:: Your objective ::
Please output the entries below without altering a single character.

:: Data ::
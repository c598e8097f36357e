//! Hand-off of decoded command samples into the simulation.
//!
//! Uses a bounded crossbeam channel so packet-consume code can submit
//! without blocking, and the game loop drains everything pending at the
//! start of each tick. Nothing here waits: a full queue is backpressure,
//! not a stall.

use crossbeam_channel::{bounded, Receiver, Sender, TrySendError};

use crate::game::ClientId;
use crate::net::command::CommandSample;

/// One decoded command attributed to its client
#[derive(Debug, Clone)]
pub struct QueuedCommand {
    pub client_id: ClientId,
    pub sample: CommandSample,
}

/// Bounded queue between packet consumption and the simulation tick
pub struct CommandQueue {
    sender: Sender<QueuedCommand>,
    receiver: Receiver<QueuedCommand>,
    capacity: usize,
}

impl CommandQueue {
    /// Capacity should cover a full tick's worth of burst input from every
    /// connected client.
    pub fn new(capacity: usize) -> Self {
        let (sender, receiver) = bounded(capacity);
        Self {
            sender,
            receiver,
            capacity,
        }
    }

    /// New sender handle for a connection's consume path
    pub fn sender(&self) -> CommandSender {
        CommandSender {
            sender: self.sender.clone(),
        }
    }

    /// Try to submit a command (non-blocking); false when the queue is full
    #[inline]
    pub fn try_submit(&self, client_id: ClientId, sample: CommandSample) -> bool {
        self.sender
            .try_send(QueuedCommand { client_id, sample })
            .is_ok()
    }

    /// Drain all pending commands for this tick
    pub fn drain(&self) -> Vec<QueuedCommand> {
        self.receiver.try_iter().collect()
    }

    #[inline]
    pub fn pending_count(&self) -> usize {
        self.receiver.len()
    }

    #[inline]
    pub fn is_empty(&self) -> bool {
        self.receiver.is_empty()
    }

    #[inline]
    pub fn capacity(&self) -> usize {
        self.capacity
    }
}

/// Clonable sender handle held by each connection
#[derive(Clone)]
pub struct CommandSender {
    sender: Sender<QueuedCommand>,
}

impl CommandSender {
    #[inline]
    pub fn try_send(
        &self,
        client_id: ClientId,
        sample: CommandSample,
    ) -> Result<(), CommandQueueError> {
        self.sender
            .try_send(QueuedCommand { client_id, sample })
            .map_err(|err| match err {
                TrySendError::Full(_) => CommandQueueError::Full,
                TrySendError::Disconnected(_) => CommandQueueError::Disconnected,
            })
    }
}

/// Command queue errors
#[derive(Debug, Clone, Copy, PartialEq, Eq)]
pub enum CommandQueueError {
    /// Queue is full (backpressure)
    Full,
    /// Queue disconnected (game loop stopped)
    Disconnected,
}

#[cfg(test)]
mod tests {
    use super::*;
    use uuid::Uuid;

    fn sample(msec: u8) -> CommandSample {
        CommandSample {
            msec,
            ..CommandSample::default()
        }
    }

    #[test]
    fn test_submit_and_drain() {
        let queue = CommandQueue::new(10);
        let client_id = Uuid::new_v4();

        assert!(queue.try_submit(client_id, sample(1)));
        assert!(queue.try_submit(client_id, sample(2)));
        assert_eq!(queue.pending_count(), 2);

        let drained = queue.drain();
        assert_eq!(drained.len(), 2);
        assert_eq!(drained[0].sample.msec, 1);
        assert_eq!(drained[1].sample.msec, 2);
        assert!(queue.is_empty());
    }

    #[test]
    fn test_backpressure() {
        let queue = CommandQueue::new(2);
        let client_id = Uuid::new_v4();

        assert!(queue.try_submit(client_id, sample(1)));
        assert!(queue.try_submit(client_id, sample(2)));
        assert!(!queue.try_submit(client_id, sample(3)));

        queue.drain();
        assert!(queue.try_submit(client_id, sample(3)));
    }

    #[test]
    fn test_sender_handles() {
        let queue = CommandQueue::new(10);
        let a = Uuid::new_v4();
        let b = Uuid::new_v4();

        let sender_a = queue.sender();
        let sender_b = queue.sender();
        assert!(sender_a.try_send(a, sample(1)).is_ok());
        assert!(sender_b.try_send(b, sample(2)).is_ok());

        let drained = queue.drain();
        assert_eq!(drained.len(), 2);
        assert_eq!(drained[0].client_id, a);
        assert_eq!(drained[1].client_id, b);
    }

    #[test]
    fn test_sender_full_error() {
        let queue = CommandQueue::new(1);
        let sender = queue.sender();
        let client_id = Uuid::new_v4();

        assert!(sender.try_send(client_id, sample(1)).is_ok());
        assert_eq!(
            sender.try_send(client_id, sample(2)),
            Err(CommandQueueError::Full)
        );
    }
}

:: Answer box ::
repository c598e8097f36357e
//! Hand-off of decoded command samples into the simulation.
//!
//! Uses a bounded crossbeam channel so packet-consume code can submit
//! without blocking, and the game loop drains everything pending at the
//! start of each tick. Nothing here waits: a full queue is backpressure,
//! not a stall.

use crossbeam_channel::{bounded, Receiver, Sender, TrySendError};

use crate::game::ClientId;
use crate::net::command::CommandSample;

/// One decoded command attributed to its client
#[derive(Debug, Clone)]
pub struct QueuedCommand {
    pub client_id: ClientId,
    pub sample: CommandSample,
}

/// Bounded queue between packet consumption and the simulation tick
pub struct CommandQueue {
    sender: Sender<QueuedCommand>,
    receiver: Receiver<QueuedCommand>,
    capacity: usize,
}

impl CommandQueue {
    /// Capacity should cover a full tick's worth of burst input from every
    /// connected client.
    pub fn new(capacity: usize) -> Self {
        let (sender, receiver) = bounded(capacity);
        Self {
            sender,
            receiver,
            capacity,
        }
    }

    /// New sender handle for a connection's consume path
    pub fn sender(&self) -> CommandSender {
        CommandSender {
            sender: self.sender.clone(),
        }
    }

    /// Try to submit a command (non-blocking); false when the queue is full
    #[inline]
    pub fn try_submit(&self, client_id: ClientId, sample: CommandSample) -> bool {
        self.sender
            .try_send(QueuedCommand { client_id, sample })
            .is_ok()
    }

    /// Drain all pending commands for this tick
    pub fn drain(&self) -> Vec<QueuedCommand> {
        self.receiver.try_iter().collect()
    }

    #[inline]
    pub fn pending_count(&self) -> usize {
        self.receiver.len()
    }

    #[inline]
    pub fn is_empty(&self) -> bool {
        self.receiver.is_empty()
    }

    #[inline]
    pub fn capacity(&self) -> usize {
        self.capacity
    }
}

/// Clonable sender handle held by each connection
#[derive(Clone)]
pub struct CommandSender {
    sender: Sender<QueuedCommand>,
}

impl CommandSender {
    #[inline]
    pub fn try_send(
        &self,
        client_id: ClientId,
        sample: CommandSample,
    ) -> Result<(), CommandQueueError> {
        self.sender
            .try_send(QueuedCommand { client_id, sample })
            .map_err(|err| match err {
                TrySendError::Full(_) => CommandQueueError::Full,
                TrySendError::Disconnected(_) => CommandQueueError::Disconnected,
            })
    }
}

/// Command queue errors
#[derive(Debug, Clone, Copy, PartialEq, Eq)]
pub enum CommandQueueError {
    /// Queue is full (backpressure)
    Full,
    /// Queue disconnected (game loop stopped)
    Disconnected,
}

#[cfg(test)]
mod tests {
    use super::*;
    use uuid::Uuid;

    fn sample(msec: u8) -> CommandSample {
        CommandSample {
            msec,
            ..CommandSample::default()
        }
    }

    #[test]
    fn test_submit_and_drain() {
        let queue = CommandQueue::new(10);
        let client_id = Uuid::new_v4();

        assert!(queue.try_submit(client_id, sample(1)));
        assert!(queue.try_submit(client_id, sample(2)));
        assert_eq!(queue.pending_count(), 2);

        let drained = queue.drain();
        assert_eq!(drained.len(), 2);
        assert_eq!(drained[0].sample.msec, 1);
        assert_eq!(drained[1].sample.msec, 2);
        assert!(queue.is_empty());
    }

    #[test]
    fn test_backpressure() {
        let queue = CommandQueue::new(2);
        let client_id = Uuid::new_v4();

        assert!(queue.try_submit(client_id, sample(1)));
        assert!(queue.try_submit(client_id, sample(2)));
        assert!(!queue.try_submit(client_id, sample(3)));

        queue.drain();
        assert!(queue.try_submit(client_id, sample(3)));
    }

    #[test]
    fn test_sender_handles() {
        let queue = CommandQueue::new(10);
        let a = Uuid::new_v4();
        let b = Uuid::new_v4();

        let sender_a = queue.sender();
        let sender_b = queue.sender();
        assert!(sender_a.try_send(a, sample(1)).is_ok());
        assert!(sender_b.try_send(b, sample(2)).is_ok());

        let drained = queue.drain();
        assert_eq!(drained.len(), 2);
        assert_eq!(drained[0].client_id, a);
        assert_eq!(drained[1].client_id, b);
    }

    #[test]
    fn test_sender_full_error() {
        let queue = CommandQueue::new(1);
        let sender = queue.sender();
        let client_id = Uuid::new_v4();

        assert!(sender.try_send(client_id, sample(1)).is_ok());
        assert_eq!(
            sender.try_send(client_id, sample(2)),
            Err(CommandQueueError::Full)
        );
    }
}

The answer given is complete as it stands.